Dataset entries
****
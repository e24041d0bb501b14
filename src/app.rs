//! Application context shared by all commands.

use std::path::PathBuf;

use crate::cli::{Cli, OutputFormat};
use crate::config::Config;
use crate::core::{Deck, PresentationEngine};
use crate::error::Result;
use crate::loader;

/// Resolved per-invocation state: layered config plus output settings.
#[derive(Debug)]
pub struct AppContext {
    pub config: Config,
    pub output_format: OutputFormat,
    /// JSON output on stdout; shorthand for `output_format == Json`.
    pub robot_mode: bool,
    /// Base for relative deck paths and search paths.
    pub project_root: PathBuf,
}

impl AppContext {
    pub fn from_cli(cli: &Cli) -> Result<Self> {
        let project_root = std::env::current_dir()?;
        let config = Config::load(cli.config.as_deref(), &project_root)?;
        Self::with_config(cli, config, project_root)
    }

    /// Build a context around an already-loaded config.
    pub fn with_config(cli: &Cli, config: Config, project_root: PathBuf) -> Result<Self> {
        let output_format = match cli.requested_output_format() {
            Some(format) => format,
            None => OutputFormat::from_config(&config.output.format)?,
        };
        if !output_format.use_colors() {
            colored::control::set_override(false);
        }
        tracing::debug!(?output_format, root = %project_root.display(), "app context ready");

        Ok(Self {
            config,
            output_format,
            robot_mode: output_format.is_machine_readable(),
            project_root,
        })
    }

    /// Resolve a deck argument against the configured search paths and load it.
    pub fn load_deck(&self, input: &str) -> Result<(PathBuf, Deck)> {
        let path = loader::resolve_deck_path(
            input,
            &self.project_root,
            &self.config.decks.search_paths,
            &self.config.decks.default_extension,
        )?;
        let deck = loader::load_deck(&path)?;
        Ok((path, deck))
    }

    /// Load a deck and start a session on it.
    pub fn open_engine(&self, input: &str) -> Result<(PathBuf, PresentationEngine)> {
        let (path, deck) = self.load_deck(input)?;
        Ok((path, PresentationEngine::new(deck)))
    }
}

#[cfg(test)]
mod tests {
    use super::*;
    use crate::test_utils::fixtures::{DeckFixture, SAMPLE_DECK_TOML};
    use clap::Parser;

    fn cli(args: &[&str]) -> Cli {
        Cli::try_parse_from(args).unwrap()
    }

    #[test]
    fn cli_format_overrides_config() {
        let mut config = Config::default();
        config.output.format = "json".to_string();

        let ctx = AppContext::with_config(
            &cli(&["stepdeck", "--plain", "validate", "d.toml"]),
            config.clone(),
            PathBuf::from("."),
        )
        .unwrap();
        assert_eq!(ctx.output_format, OutputFormat::Plain);
        assert!(!ctx.robot_mode);

        let ctx = AppContext::with_config(
            &cli(&["stepdeck", "validate", "d.toml"]),
            config,
            PathBuf::from("."),
        )
        .unwrap();
        assert_eq!(ctx.output_format, OutputFormat::Json);
        assert!(ctx.robot_mode);
    }

    #[test]
    fn decks_resolve_from_project_root() {
        let fixture = DeckFixture::new();
        fixture.write("talks/intro.toml", SAMPLE_DECK_TOML);
        let mut config = Config::default();
        config.decks.search_paths = vec!["talks".to_string()];

        let ctx = AppContext::with_config(
            &cli(&["stepdeck", "show", "intro"]),
            config,
            fixture.root.clone(),
        )
        .unwrap();
        let (path, deck) = ctx.load_deck("intro").unwrap();
        assert_eq!(path, fixture.root.join("talks").join("intro.toml"));
        assert_eq!(deck.len(), 3);
    }
}
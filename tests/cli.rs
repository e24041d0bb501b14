use assert_cmd::Command;
use predicates::prelude::*;
use serde_json::Value;

use stepdeck::test_utils::fixtures::DeckFixture;

/// Fixture with the sample deck and an empty explicit config, so the
/// developer's own config files never leak into a run.
fn setup() -> DeckFixture {
    let fixture = DeckFixture::new();
    fixture.sample_deck();
    fixture.write("empty-config.toml", "");
    fixture
}

fn stepdeck(fixture: &DeckFixture) -> Command {
    let mut cmd = Command::cargo_bin("stepdeck").unwrap();
    cmd.current_dir(&fixture.root)
        .env("STEPDECK_CONFIG", fixture.root.join("empty-config.toml"))
        .env_remove("STEPDECK_OUTPUT_FORMAT")
        .env_remove("RUST_LOG");
    cmd
}

fn json_stdout(cmd: &mut Command) -> Value {
    let output = cmd.output().unwrap();
    serde_json::from_slice(&output.stdout).unwrap()
}

#[test]
fn test_cli_help() {
    let mut cmd = Command::cargo_bin("stepdeck").unwrap();
    cmd.arg("--help")
        .assert()
        .success()
        .stdout(predicate::str::contains("Usage:"))
        .stdout(predicate::str::contains("present"))
        .stdout(predicate::str::contains("outline"));
}

#[test]
fn test_cli_version() {
    let mut cmd = Command::cargo_bin("stepdeck").unwrap();
    cmd.arg("--version")
        .assert()
        .success()
        .stdout(predicate::str::contains(env!("CARGO_PKG_VERSION")));
}

#[test]
fn test_validate_plain() {
    let fixture = setup();
    stepdeck(&fixture)
        .args(["--plain", "validate", "talk.toml"])
        .assert()
        .success()
        .stdout("ok talk.toml: 3 slides, 3 reveal units, 6 states\n");
}

#[test]
fn test_validate_json() {
    let fixture = setup();
    let json = json_stdout(stepdeck(&fixture).args(["-m", "validate", "talk.toml"]));
    assert_eq!(json["status"], "ok");
    assert_eq!(json["data"]["slides"], 3);
    assert_eq!(json["data"]["reveal_units"], 3);
    assert_eq!(json["data"]["total_states"], 6);
    assert_eq!(json["data"]["format"], "toml");
}

#[test]
fn test_outline_plain() {
    let fixture = setup();
    stepdeck(&fixture)
        .args(["--plain", "outline", "talk.toml"])
        .assert()
        .success()
        .stdout("  1. Why test? (+2 steps)\n  2. Tools\n  3. <js code> (+1 step)\n");
}

#[test]
fn test_show_reveals_prefix_only() {
    let fixture = setup();
    stepdeck(&fixture)
        .args(["--plain", "show", "talk.toml", "--slide", "1", "--step", "1"])
        .assert()
        .success()
        .stdout(predicate::str::contains("In working application"))
        .stdout(predicate::str::contains("When doing refactoring").not())
        .stdout(predicate::str::contains("(1 more to reveal)"));
}

#[test]
fn test_show_human_output() {
    let fixture = setup();
    stepdeck(&fixture)
        .args(["show", "talk.toml", "--all"])
        .assert()
        .success()
        .stdout(predicate::str::contains("Why test?"))
        .stdout(predicate::str::contains("When doing refactoring"));
}

#[test]
fn test_show_step_saturates() {
    let fixture = setup();
    let json = json_stdout(stepdeck(&fixture).args(["-m", "show", "talk.toml", "--step", "99"]));
    assert_eq!(json["data"]["position"]["slide"], 1);
    assert_eq!(json["data"]["position"]["step"], 2);
    assert_eq!(json["data"]["visible"]["hidden"], 0);
}

#[test]
fn test_show_last_slide_all() {
    let fixture = setup();
    let json = json_stdout(stepdeck(&fixture).args(["-m", "show", "talk.toml", "-s", "3", "--all"]));
    assert_eq!(json["data"]["is_last"], true);
    assert_eq!(json["data"]["progress"], 1.0);
    assert_eq!(json["data"]["visible"]["revealed"][0]["content"]["kind"], "link");
}

#[test]
fn test_show_out_of_range() {
    let fixture = setup();
    stepdeck(&fixture)
        .args(["show", "talk.toml", "--slide", "9"])
        .assert()
        .failure()
        .stderr(predicate::str::contains("out of range"))
        .stderr(predicate::str::contains("valid: 1-3"));
}

#[test]
fn test_show_out_of_range_json_error() {
    let fixture = setup();
    let mut cmd = stepdeck(&fixture);
    cmd.args(["-m", "show", "talk.toml", "--slide", "9"]);
    cmd.assert().failure();
    let json = json_stdout(&mut cmd);
    assert_eq!(json["status"]["error"]["code"], "OUT_OF_RANGE");
    assert_eq!(json["status"]["error"]["numeric_code"], 101);
    assert_eq!(json["status"]["error"]["context"]["len"], 3);
}

#[test]
fn test_missing_deck() {
    let fixture = setup();
    stepdeck(&fixture)
        .args(["validate", "nowhere"])
        .assert()
        .failure()
        .stderr(predicate::str::contains("Deck not found: nowhere"));
}

#[test]
fn test_bare_name_uses_default_extension() {
    let fixture = setup();
    stepdeck(&fixture)
        .args(["--plain", "validate", "talk"])
        .assert()
        .success()
        .stdout(predicate::str::contains("3 slides"));
}

#[test]
fn test_invalid_deck_reports_parse_error() {
    let fixture = setup();
    fixture.write("broken.yaml", "slides:\n  - content:\n      - kind: hologram\n");
    stepdeck(&fixture)
        .args(["validate", "broken.yaml"])
        .assert()
        .failure()
        .stderr(predicate::str::contains("Deck parse error"));
}

#[test]
fn test_empty_deck_fails() {
    let fixture = setup();
    fixture.write("empty.json", r#"{"title": "nothing", "slides": []}"#);
    stepdeck(&fixture)
        .args(["validate", "empty.json"])
        .assert()
        .failure()
        .stderr(predicate::str::contains("Deck has no slides"));
}

#[test]
fn test_present_requires_terminal() {
    let fixture = setup();
    stepdeck(&fixture)
        .args(["present", "talk.toml"])
        .assert()
        .failure()
        .stderr(predicate::str::contains("Interactive terminal required"));
}

#[test]
fn test_config_file_sets_output_format() {
    let fixture = setup();
    let config = fixture.write("json.toml", "[output]\nformat = \"json\"\n");
    let json = json_stdout(
        stepdeck(&fixture)
            .arg("--config")
            .arg(&config)
            .args(["outline", "talk.toml"]),
    );
    assert_eq!(json["status"], "ok");
    assert_eq!(json["data"]["slides"][1]["title"], "Tools");
}

#[test]
fn test_env_overrides_output_format() {
    let fixture = setup();
    let json = json_stdout(
        stepdeck(&fixture)
            .env("STEPDECK_OUTPUT_FORMAT", "json")
            .args(["validate", "talk.toml"]),
    );
    assert_eq!(json["data"]["slides"], 3);
}

#[test]
fn test_invalid_config_fails() {
    let fixture = setup();
    let config = fixture.write("bad.toml", "[presenter]\ntick_ms = 0\n");
    stepdeck(&fixture)
        .arg("--config")
        .arg(&config)
        .args(["validate", "talk.toml"])
        .assert()
        .failure()
        .stderr(predicate::str::contains("Config error"));
}

#[test]
fn test_show_progress_disabled_in_config() {
    let fixture = setup();
    let config = fixture.write("quiet.toml", "[presenter]\nshow_progress = false\n");
    stepdeck(&fixture)
        .arg("--config")
        .arg(&config)
        .args(["--plain", "show", "talk.toml"])
        .assert()
        .success()
        .stdout(predicate::str::contains("# Why test?"))
        .stdout(predicate::str::contains("%").not())
        .stdout(predicate::str::contains("[---").not());
}

#[test]
fn test_show_progress_style_from_config() {
    let fixture = setup();
    let config = fixture.write("number.toml", "[presenter]\nprogress_style = \"number\"\n");
    stepdeck(&fixture)
        .arg("--config")
        .arg(&config)
        .args(["--plain", "show", "talk.toml", "-s", "3", "--all"])
        .assert()
        .success()
        .stdout(predicate::str::ends_with("6/6\n"));
}

#[test]
fn test_empty_slide_warning_only_in_report() {
    let fixture = setup();
    fixture.write(
        "blank.toml",
        "[[slides]]\ncontent = [{ kind = \"text\", text = \"hi\" }]\n\n[[slides]]\n",
    );
    stepdeck(&fixture)
        .args(["--plain", "validate", "blank.toml"])
        .assert()
        .success()
        .stdout(predicate::str::contains("warning: slide 2 has no content"))
        .stderr(predicate::str::contains("no content").not());
}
****
To do> Repeat the lines from the first one in the records through the line containing "pub fn from_cli(cli: &Cli)", exactly as written, and nothing else.

Answer>
repository e24041d0bb501b14
filename src/app.rs
//! Application context shared by all commands.

use std::path::PathBuf;

use crate::cli::{Cli, OutputFormat};
use crate::config::Config;
use crate::core::{Deck, PresentationEngine};
use crate::error::Result;
use crate::loader;

/// Resolved per-invocation state: layered config plus output settings.
#[derive(Debug)]
pub struct AppContext {
    pub config: Config,
    pub output_format: OutputFormat,
    /// JSON output on stdout; shorthand for `output_format == Json`.
    pub robot_mode: bool,
    /// Base for relative deck paths and search paths.
    pub project_root: PathBuf,
}

impl AppContext {
    pub fn from_cli(cli: &Cli) -> Result<Self> {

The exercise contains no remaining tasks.